**EXERCISE DATA**.

//! Data index collaborator
//!
//! `DataIndex` is the interface the lookup tool queries. `FlatIndex` backs it
//! with a [`SettingsStore`], inferring each datum's type from its raw text.

use std::fmt;
use std::path::Path;

use tracing::debug;

use crate::error::CodecError;
use crate::settings::convert::{is_float_literal, is_int_literal, tokenize};
use crate::settings::{FileCodec, SettingsStore};

/// Type of a datum as reported by a [`DataIndex`]
#[derive(Debug, Clone, Copy, PartialEq, Eq)]
pub enum DatumType {
    Int,
    Double,
    String,
    IntArray,
    DoubleArray,
    StringArray,
    Unsupported,
}

/// A datum value
#[derive(Debug, Clone, PartialEq)]
pub enum Datum {
    Int(i64),
    Double(f64),
    String(String),
    IntArray(Vec<i64>),
    DoubleArray(Vec<f64>),
    StringArray(Vec<String>),
}

impl fmt::Display for Datum {
    fn fmt(&self, f: &mut fmt::Formatter<'_>) -> fmt::Result {
        fn list<T: fmt::Display>(f: &mut fmt::Formatter<'_>, items: &[T]) -> fmt::Result {
            for (i, item) in items.iter().enumerate() {
                if i > 0 {
                    write!(f, ",")?;
                }
                write!(f, "{}", item)?;
            }
            Ok(())
        }

        match self {
            Self::Int(v) => write!(f, "{}", v),
            Self::Double(v) => write!(f, "{}", v),
            Self::String(v) => write!(f, "{}", v),
            Self::IntArray(v) => list(f, v),
            Self::DoubleArray(v) => list(f, v),
            Self::StringArray(v) => list(f, v),
        }
    }
}

/// Queryable index of named data
pub trait DataIndex {
    /// Load data from `path`; names are resolved relative to `namespace`
    fn load(&mut self, path: &Path, namespace: &str) -> Result<(), CodecError>;

    /// Type of the datum called `name`
    fn type_of(&self, name: &str) -> DatumType;

    /// Value of the datum called `name`
    fn value_of(&mut self, name: &str) -> Option<Datum>;

    /// Text form of the datum called `name`
    fn serialize(&mut self, name: &str) -> String;
}

/// [`DataIndex`] over a flat settings file
#[derive(Debug, Default)]
pub struct FlatIndex {
    store: SettingsStore,
    codec: FileCodec,
    namespace: String,
}

impl FlatIndex {
    /// Create an empty index
    pub fn new(codec: FileCodec) -> Self {
        Self {
            codec,
            ..Default::default()
        }
    }

    /// Wrap an existing store
    pub fn from_store(store: SettingsStore) -> Self {
        Self {
            store,
            ..Default::default()
        }
    }

    /// The backing store
    pub fn store(&self) -> &SettingsStore {
        &self.store
    }

    fn resolve<'a>(&self, name: &'a str) -> &'a str {
        name.strip_prefix(self.namespace.as_str()).unwrap_or(name)
    }
}

impl DataIndex for FlatIndex {
    fn load(&mut self, path: &Path, namespace: &str) -> Result<(), CodecError> {
        self.namespace = namespace.to_string();
        self.codec.load(path, &mut self.store)?;
        debug!("Indexed {} settings under {:?}", self.store.len(), namespace);
        Ok(())
    }

    fn type_of(&self, name: &str) -> DatumType {
        match self.store.raw(self.resolve(name)) {
            Some(raw) => infer_type(raw),
            None => DatumType::Unsupported,
        }
    }

    fn value_of(&mut self, name: &str) -> Option<Datum> {
        let ty = self.type_of(name);
        let name = self.resolve(name);
        let store = &mut self.store;
        match ty {
            DatumType::Int => Some(Datum::Int(store.get_int(name))),
            DatumType::Double => Some(Datum::Double(store.get_float(name))),
            DatumType::String => Some(Datum::String(store.get_string(name))),
            DatumType::IntArray => Some(Datum::IntArray(store.get_int_vec(name))),
            DatumType::DoubleArray => Some(Datum::DoubleArray(store.get_float_vec(name))),
            DatumType::StringArray => Some(Datum::StringArray(store.get_string_vec(name))),
            DatumType::Unsupported => None,
        }
    }

    fn serialize(&mut self, name: &str) -> String {
        self.value_of(name).map(|d| d.to_string()).unwrap_or_default()
    }
}

/// Infer a datum type from raw setting text.
///
/// Single tokens are ints or doubles when they parse in full. Several tokens
/// form an int or double array when every token does; otherwise they form a
/// string array only if the text uses list punctuation.
pub fn infer_type(raw: &str) -> DatumType {
    let tokens = tokenize(raw);
    match tokens.as_slice() {
        [] => DatumType::String,
        [one] if is_int_literal(one) => DatumType::Int,
        [one] if is_float_literal(one) => DatumType::Double,
        [_] => DatumType::String,
        many if many.iter().all(|t| is_int_literal(t)) => DatumType::IntArray,
        many if many.iter().all(|t| is_float_literal(t)) => DatumType::DoubleArray,
        _ if raw.contains([',', '(', ')']) => DatumType::StringArray,
        _ => DatumType::String,
    }
}

#[cfg(test)]
mod tests {
    use super::*;

    fn index_of(text: &str) -> FlatIndex {
        let mut store = SettingsStore::new();
        FileCodec::new().read_from(text, &mut store);
        FlatIndex::from_store(store)
    }

    #[test]
    fn test_infer_type() {
        assert_eq!(infer_type("42"), DatumType::Int);
        assert_eq!(infer_type("-0.5"), DatumType::Double);
        assert_eq!(infer_type("1e3"), DatumType::Double);
        assert_eq!(infer_type("hello"), DatumType::String);
        assert_eq!(infer_type(""), DatumType::String);
        assert_eq!(infer_type("1 2 3"), DatumType::IntArray);
        assert_eq!(infer_type("(1, 2.5)"), DatumType::DoubleArray);
        assert_eq!(infer_type("red, green"), DatumType::StringArray);
        assert_eq!(infer_type("My Window"), DatumType::String);
    }

    #[test]
    fn test_value_of_commits_store_type() {
        let mut index = index_of("width 640\npos 1 2 3\n");
        assert_eq!(index.value_of("width"), Some(Datum::Int(640)));
        assert_eq!(index.value_of("pos"), Some(Datum::IntArray(vec![1, 2, 3])));
        assert_eq!(
            index.store().type_of("pos"),
            Some(crate::settings::SettingType::IntVec)
        );
        assert_eq!(index.value_of("missing"), None);
    }

    #[test]
    fn test_namespace_prefix_is_stripped() {
        let mut index = index_of("width 640\n");
        index.namespace = "/".to_string();
        assert_eq!(index.type_of("/width"), DatumType::Int);
        assert_eq!(index.type_of("width"), DatumType::Int);
        assert_eq!(index.serialize("/width"), "640");
    }

    #[test]
    fn test_serialize_arrays() {
        let mut index = index_of("pos (0.5, 1.5)\ntags a, b\n");
        assert_eq!(index.serialize("pos"), "0.5,1.5");
        assert_eq!(index.serialize("tags"), "a,b");
        assert_eq!(index.serialize("missing"), "");
    }
}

**EXERCISE BRIEF**. Could you please find every line of the listing above holding the string "tokens" and copy it?

**EXERCISE RESULT**.
/// Single tokens are ints or doubles when they parse in full. Several tokens
    let tokens = tokenize(raw);
    match tokens.as_slice() {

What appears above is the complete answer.